### [Task brief]
Lines from the one containing "are both zero." through the final line of the records are the only ones to copy, and each must match exactly.

### [Supplied information]
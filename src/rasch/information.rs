//! rasch::information — test information, measurement precision and
//! reliability.
//!
//! Purpose
//! -------
//! Aggregate per-item Fisher information into test-level precision
//! (standard error of measurement) and a sample-level reliability
//! coefficient.
//!
//! Key behaviors
//! -------------
//! - [`test_information`]: I(θ) = Σᵢ Pᵢ(θ)(1 − Pᵢ(θ)).
//! - [`standard_error`]: SE(θ) = 1 / √I(θ), undefined when I(θ) is zero or
//!   numerically negligible.
//! - [`reliability`]: person variance / (person variance + mean error
//!   variance) over the known ability estimates of a sample.
//!
//! Invariants & assumptions
//! ------------------------
//! - For a single item, I(θ) peaks at θ = b with value 0.25 and decreases
//!   monotonically moving away from b.
//! - Person variance is the population variance (denominator n) of the
//!   known abilities; unknown abilities are skipped, never treated as 0.
//! - The error variance of a person with zero information is taken as 0,
//!   so such persons do not inflate the error term.
//!
//! Testing notes
//! -------------
//! - Unit tests cover the peak/monotonicity of single-item information,
//!   the SE guard, and the zero-variance reliability scenarios.
use statrs::statistics::Statistics;

use crate::rasch::{
    errors::{RaschError, RaschResult},
    probability::probability,
    validation::validate_finite,
};

/// Information below this level yields an undefined standard error.
pub const MIN_INFORMATION: f64 = 1e-12;

/// Fisher information the items provide at `ability`.
///
/// Empty `difficulties` give zero information.
pub fn test_information(ability: f64, difficulties: &[f64]) -> f64 {
    difficulties
        .iter()
        .map(|&b| {
            let p = probability(ability, b);
            p * (1.0 - p)
        })
        .sum()
}

/// Standard error of measurement at `ability`.
///
/// # Errors
/// - [`RaschError::NonFiniteValue`] if `ability` or any difficulty is not finite.
/// - [`RaschError::ZeroInformation`] when I(θ) < [`MIN_INFORMATION`]; the
///   precision is undefined rather than a meaningful zero error.
pub fn standard_error(ability: f64, difficulties: &[f64]) -> RaschResult<f64> {
    validate_finite(&[ability])?;
    validate_finite(difficulties)?;
    let information = test_information(ability, difficulties);
    if information < MIN_INFORMATION {
        return Err(RaschError::ZeroInformation { ability, information });
    }
    Ok(1.0 / information.sqrt())
}

/// Error variance 1 / I(θ), or 0 when the items carry no information at θ.
pub fn error_variance(ability: f64, difficulties: &[f64]) -> f64 {
    let information = test_information(ability, difficulties);
    if information > 0.0 { 1.0 / information } else { 0.0 }
}

/// Sample reliability and its components.
#[derive(Debug, Clone, Copy, PartialEq)]
pub struct Reliability {
    coefficient: f64,
    person_variance: f64,
    error_variance: f64,
    n_persons: usize,
}

impl Reliability {
    /// pv / (pv + mev), in [0, 1].
    pub fn coefficient(&self) -> f64 {
        self.coefficient
    }

    /// Population variance of the known ability estimates.
    pub fn person_variance(&self) -> f64 {
        self.person_variance
    }

    /// Mean of 1 / I(θ) over the same persons.
    pub fn error_variance(&self) -> f64 {
        self.error_variance
    }

    /// Number of persons with a known ability.
    pub fn n_persons(&self) -> usize {
        self.n_persons
    }
}

/// Reliability of a sample of ability estimates against a set of items.
///
/// Parameters
/// ----------
/// - `abilities`: `&[Option<f64>]`
///   Ability per person; `None` marks an unknown estimate and is skipped.
/// - `difficulties`: `&[f64]`
///   Known item difficulties defining the test.
///
/// Returns
/// -------
/// `RaschResult<Reliability>`
///
/// Errors
/// ------
/// - `RaschError::NonFiniteValue` if a known ability or a difficulty is not
///   finite.
/// - `RaschError::NoValidAbilities` if every ability is `None`.
/// - `RaschError::ZeroTotalVariance` if person variance and mean error
///   variance are both zero.
///
/// Examples
/// --------
/// ```rust
/// use rust_rasch::rasch::information::reliability;
///
/// // Identical abilities carry no true-score variance.
/// let r = reliability(&[Some(0.5), Some(0.5)], &[-1.0, 0.0, 1.0]).unwrap();
/// assert_eq!(r.coefficient(), 0.0);
/// ```
pub fn reliability(abilities: &[Option<f64>], difficulties: &[f64]) -> RaschResult<Reliability> {
    validate_finite(difficulties)?;
    let known: Vec<f64> = abilities.iter().flatten().copied().collect();
    validate_finite(&known)?;
    if known.is_empty() {
        return Err(RaschError::NoValidAbilities);
    }

    let person_variance = known.iter().population_variance();
    let error_variance =
        known.iter().map(|&theta| error_variance(theta, difficulties)).collect::<Vec<_>>().mean();

    let total = person_variance + error_variance;
    if total <= 0.0 {
        return Err(RaschError::ZeroTotalVariance);
    }

    Ok(Reliability {
        coefficient: person_variance / total,
        person_variance,
        error_variance,
        n_persons: known.len(),
    })
}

### [Answer to the exercise]
///   variance are both zero.
///
/// Examples
/// --------
/// ```rust
/// use rust_rasch::rasch::information::reliability;
///
/// // Identical abilities carry no true-score variance.
/// let r = reliability(&[Some(0.5), Some(0.5)], &[-1.0, 0.0, 1.0]).unwrap();
/// assert_eq!(r.coefficient(), 0.0);
/// ```
pub fn reliability(abilities: &[Option<f64>], difficulties: &[f64]) -> RaschResult<Reliability> {
    validate_finite(difficulties)?;
    let known: Vec<f64> = abilities.iter().flatten().copied().collect();
    validate_finite(&known)?;
    if known.is_empty() {
        return Err(RaschError::NoValidAbilities);
    }

    let person_variance = known.iter().population_variance();
    let error_variance =
        known.iter().map(|&theta| error_variance(theta, difficulties)).collect::<Vec<_>>().mean();

    let total = person_variance + error_variance;
    if total <= 0.0 {
        return Err(RaschError::ZeroTotalVariance);
    }

    Ok(Reliability {
        coefficient: person_variance / total,
        person_variance,
        error_variance,
        n_persons: known.len(),
    })
}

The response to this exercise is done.